Barbara Schütz feiert 85. - Arbeitsreiches Leben
Politisieren und Lesen gehen noch gut

Barbara Schütz (Dritte von rechts) feierte am Dienstag ihren 85. Geburtstag. Unter anderem gratulierten dazu ihr Bruder Heinz (rechts), zweite Bürgermeisterin Anita Stauber (Zweite von links) und Stadtpfarrer Bernhard Müller (Fünfter von links). Bild: rgr
Grafenwöhr. (rgr) Das Zuhause war zerbombt, die Familie musste eine neue Bleibe suchen. Aber auch das Arbeitsleben war mit einer Zwölf-Stunden-Schicht nicht einfach. An ihrem 85. Geburtstag blickt Barbara Schütz zurück und sagt: "Es war eine harte Zeit."

"Vor 1945 haben wir in der Rupprechtstraße im Truppenübungsplatz gewohnt", erzählt die Jubilarin am Dienstag bei ihrer Feier. 1947 wurde eine Übergangslösung im Schwemmer-Anwesen in Trag gefunden. Ein paar Jahre später haben die Eltern ein Haus in der Bahnhofsiedlung gebaut, "wo ich auch fest mit angepackt habe", erinnert sich die gebürtige Grafenwöhrerin. "Sparen" habe das Motto der achtköpfigen Familie gelautet.

Ihren Lebensunterhalt verdiente sich Schütz 15 Jahre lang bei der Firma Nicklas in Grafenwöhr, wo eine Zwölf-Stunden-Schicht selbstverständlich war. Danach übernahm sie im Amberger Waisenhaus die Erziehung von 15 Kindern. Wiederum 15 Jahre arbeitete sie im Maxfeld-Kurbad als Masseurin in Nürnberg. Als ihre Mutter pflegebedürftig wurde, übernahm sie ihre Betreuung, ebenso die einer ihrer Brüder.

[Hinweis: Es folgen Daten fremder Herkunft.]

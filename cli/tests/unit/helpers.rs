//! Shared test helpers: output constructors and config builders.

#![allow(dead_code)]

use std::process::{ExitStatus, Output};

use infraguard_cli::domain::{RetryTable, ScenarioConfig};

// ── Cross-platform ExitStatus construction ───────────────────────────────────

/// Build an `ExitStatus` from a logical exit code (0 = success, non-zero = failure).
///
/// On Unix the raw wait-status encodes the exit code in bits 8–15, so we shift.
/// On Windows `ExitStatusExt::from_raw` takes the exit code directly.
#[cfg(unix)]
pub fn exit_status(code: i32) -> ExitStatus {
    use std::os::unix::process::ExitStatusExt;
    ExitStatus::from_raw(code << 8)
}

#[cfg(windows)]
pub fn exit_status(code: i32) -> ExitStatus {
    use std::os::windows::process::ExitStatusExt;
    #[allow(clippy::cast_sign_loss)]
    ExitStatus::from_raw(code as u32)
}

// ── Output constructors ──────────────────────────────────────────────────────

pub fn ok_output(stdout: &[u8]) -> Output {
    Output {
        status: exit_status(0),
        stdout: stdout.to_vec(),
        stderr: Vec::new(),
    }
}

pub fn err_output(code: i32, stderr: &[u8]) -> Output {
    Output {
        status: exit_status(code),
        stdout: Vec::new(),
        stderr: stderr.to_vec(),
    }
}

pub fn plan_output(code: i32, stdout: &[u8]) -> Output {
    Output {
        status: exit_status(code),
        stdout: stdout.to_vec(),
        stderr: Vec::new(),
    }
}

pub const APPLY_OK: &[u8] = b"Apply complete! Resources: 3 added, 0 changed, 0 destroyed.\n";
pub const STATE_LOCK: &[u8] = b"Error: Error acquiring the state lock\n\nLock Info: ...";

// ── Config builders ──────────────────────────────────────────────────────────

/// Config with no retries and no timeout.
pub fn config() -> ScenarioConfig {
    ScenarioConfig::new("/tmp/infraguard-test")
}

/// Config retrying the default table `max_retries` times with no pause.
pub fn retrying_config(max_retries: u32) -> ScenarioConfig {
    let mut cfg = config();
    cfg.retryable_errors = RetryTable::defaults();
    cfg.retry.max_retries = max_retries;
    cfg
}

/// Config carrying a sensitive password variable.
pub fn config_with_password(password: &str) -> ScenarioConfig {
    let mut cfg = config();
    cfg.variables.insert("db_pwd".into(), password.into());
    cfg.sensitive_variables.insert("db_pwd".into());
    cfg
}
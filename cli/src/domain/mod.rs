//! Domain layer: types, pure parsers, and validation.
//!
//! This module has zero imports from `crate::infra`, `crate::commands`,
//! `crate::application`, `tokio`, `std::fs`, or `std::process`.
//! All functions are synchronous and take data in, returning data out.

pub mod audit;
pub mod config;
pub mod error;
pub mod report;
pub mod retry;
pub mod scenario;
pub mod tool_output;

pub use audit::{AuditCheck, AuditReport, AuditViolation};
pub use config::{HarnessSettings, PasswordSource, ScenarioConfig, build_scenario_config};
pub use error::{ConfigError, HarnessError, Stage, StageFailure};
pub use report::{RunSummary, ScenarioReport};
pub use retry::{RetryPolicy, RetryTable};
pub use scenario::{ApplyMode, Scenario, ScenarioState};
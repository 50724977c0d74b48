//! CLI argument parsing with clap derive

use std::path::PathBuf;

use anyhow::Result;
use clap::{Parser, Subcommand};

use crate::app::{AppContext, AppFlags};
use crate::commands;
use crate::output::OutputContext;

/// Provision real infrastructure, check it, and always tear it down
#[derive(Parser)]
#[command(
    name = "infraguard",
    version,
    propagate_version = true,
    subcommand_required = true,
    arg_required_else_help = true
)]
pub struct Cli {
    /// Output in JSON format
    #[arg(long, global = true)]
    pub json: bool,

    /// Suppress non-error output
    #[arg(short, long, global = true)]
    pub quiet: bool,

    /// Disable colored output (`NO_COLOR` set to any non-empty value)
    #[arg(
        long,
        global = true,
        env = "NO_COLOR",
        value_parser = clap::builder::FalseyValueParser::new()
    )]
    pub no_color: bool,

    /// Settings file (default: ./infraguard.yaml if present)
    #[arg(long, global = true, env = "INFRAGUARD_CONFIG", value_name = "FILE")]
    pub config: Option<PathBuf>,

    #[command(subcommand)]
    pub command: Command,
}

#[derive(Subcommand)]
pub enum Command {
    /// Provision, verify, and destroy scenarios
    Run(commands::run::RunArgs),

    /// List available scenarios
    List(commands::list::ListArgs),

    /// Audit the plan and project files without applying
    Audit(commands::audit::AuditArgs),

    /// Show version
    Version,
}

impl Cli {
    /// Execute the CLI command. Returns whether the command passed.
    ///
    /// # Errors
    ///
    /// Returns an error if settings cannot be loaded or the command fails
    /// before producing a report.
    pub async fn run(self) -> Result<bool> {
        let Cli {
            json,
            quiet,
            no_color,
            config,
            command,
        } = self;
        if let Command::Version = command {
            commands::version::run(&OutputContext::new(no_color, quiet), json);
            return Ok(true);
        }

        let app = AppContext::new(&AppFlags {
            no_color,
            quiet,
            json,
            config,
        })?;
        match command {
            Command::Run(args) => commands::run::run(&app, &args).await,
            Command::List(args) => commands::list::run(&app, &args).map(|()| true),
            Command::Audit(args) => commands::audit::run(&app, &args).await,
            Command::Version => Ok(true),
        }
    }
}
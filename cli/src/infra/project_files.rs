//! Infrastructure implementation of the `ProjectFiles` port.

use std::io::ErrorKind;
use std::path::{Path, PathBuf};

use anyhow::{Context, Result};

use crate::application::ports::ProjectFiles;

/// Reads files under a working directory on the local filesystem.
pub struct LocalProjectFiles {
    root: PathBuf,
}

impl LocalProjectFiles {
    pub fn new(root: impl Into<PathBuf>) -> Self {
        Self { root: root.into() }
    }
}

impl ProjectFiles for LocalProjectFiles {
    fn read_to_string(&self, relative: &Path) -> Result<Option<String>> {
        let path = self.root.join(relative);
        match std::fs::read_to_string(&path) {
            Ok(content) => Ok(Some(content)),
            Err(e) if e.kind() == ErrorKind::NotFound => Ok(None),
            Err(e) => Err(e).with_context(|| format!("cannot read {}", path.display())),
        }
    }

    fn list_root(&self) -> Result<Vec<String>> {
        let entries = std::fs::read_dir(&self.root)
            .with_context(|| format!("cannot list {}", self.root.display()))?;
        let mut names = Vec::new();
        for entry in entries {
            let entry = entry.with_context(|| format!("cannot list {}", self.root.display()))?;
            names.push(entry.file_name().to_string_lossy().into_owned());
        }
        names.sort();
        Ok(names)
    }
}
//! Application context: unified state passed to every command handler.
//!
//! Adding a new cross-cutting concern requires only one field change here;
//! zero command signatures change.

use std::path::PathBuf;

use anyhow::Result;

use crate::domain::HarnessSettings;
use crate::infra::config::load_settings;
use crate::output::OutputContext;

/// Output rendering mode.
#[derive(Debug, Clone, Copy, PartialEq, Eq)]
pub enum OutputMode {
    /// Human-readable terminal output (default).
    Human,
    /// Machine-readable JSON output.
    Json,
}

/// Flags passed from the top-level CLI to `AppContext::new`.
#[derive(Debug, Clone, Default)]
pub struct AppFlags {
    /// Disable ANSI color output.
    pub no_color: bool,
    /// Suppress non-error output.
    pub quiet: bool,
    /// Enable JSON output mode.
    pub json: bool,
    /// Explicit settings file.
    pub config: Option<PathBuf>,
}

/// Unified application context passed to every command handler.
pub struct AppContext {
    /// Terminal output context (colors, quiet mode).
    pub output: OutputContext,
    /// Output rendering mode (human vs JSON).
    pub mode: OutputMode,
    /// Settings from the file and `INFRAGUARD_*` variables; commands apply
    /// their own flags on a copy.
    pub settings: HarnessSettings,
}

impl AppContext {
    /// Construct an `AppContext` from top-level CLI flags.
    ///
    /// # Errors
    ///
    /// Returns an error if the settings file or environment overrides are invalid.
    pub fn new(flags: &AppFlags) -> Result<Self> {
        let mode = if flags.json {
            OutputMode::Json
        } else {
            OutputMode::Human
        };

        let mut settings = load_settings(flags.config.as_deref())?;
        if flags.no_color {
            settings.no_color = true;
        }

        Ok(Self {
            output: OutputContext::new(flags.no_color, flags.quiet),
            mode,
            settings,
        })
    }

    /// Returns `true` when JSON output mode is active.
    #[must_use]
    pub fn is_json(&self) -> bool {
        self.mode == OutputMode::Json
    }
}
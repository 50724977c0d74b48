//! Network security check: an endpoint must resolve only to private addresses.

use std::collections::BTreeSet;
use std::net::IpAddr;

use infraguard_common::Finding;

use crate::application::ports::HostResolver;
use crate::domain::HarnessError;

/// Resolve `host` to the full set of its addresses.
///
/// # Errors
///
/// Returns [`HarnessError::Resolution`] when the lookup fails, times out, or
/// yields no address.
pub async fn resolve_all(
    resolver: &impl HostResolver,
    host: &str,
) -> Result<BTreeSet<IpAddr>, HarnessError> {
    let addresses = resolver
        .lookup(host)
        .await
        .map_err(|e| HarnessError::Resolution {
            host: host.to_string(),
            reason: format!("{e:#}"),
        })?;
    let set: BTreeSet<IpAddr> = addresses.into_iter().collect();
    if set.is_empty() {
        return Err(HarnessError::Resolution {
            host: host.to_string(),
            reason: "no addresses returned".to_string(),
        });
    }
    tracing::debug!(host, count = set.len(), "resolved");
    Ok(set)
}

/// Resolve `host` and classify every address.
///
/// # Errors
///
/// Returns [`HarnessError::Resolution`] if `host` cannot be resolved. A public
/// address is not an error here; see [`enforce_private`].
pub async fn check_host(resolver: &impl HostResolver, host: &str) -> Result<Finding, HarnessError> {
    let addresses = resolve_all(resolver, host).await?;
    Ok(Finding::from_resolution(host, addresses))
}

/// Turn a failing finding into a security violation naming the first public address.
///
/// # Errors
///
/// Returns [`HarnessError::SecurityViolation`] if any address is public.
pub fn enforce_private(finding: &Finding) -> Result<(), HarnessError> {
    match finding.first_public() {
        Some(address) => Err(HarnessError::SecurityViolation {
            host: finding.host.clone(),
            address,
        }),
        None => Ok(()),
    }
}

Viel Freude machten ihr lange Jahre zwei Dackel, namens "Seppl". Auch reiste sie gerne nach Italien, in die Türkei, an die Krim und in die Schweiz. "Das kann ich gesundheitlich leider nicht mehr machen, aber dafür lese ich noch gerne", betont Schütz. "Auch das Politisieren, wie beispielsweise über die Finanzkrise in Griechenland, geht noch sehr gut", bestätigt ihre Nichte Christa.

Außer ihrer Familie gratulierten zweite Bürgermeisterin Anita Stauber, Stadtpfarrer Bernhard Müller sowie Maria Zitzmann für den Pfarrgemeinderat.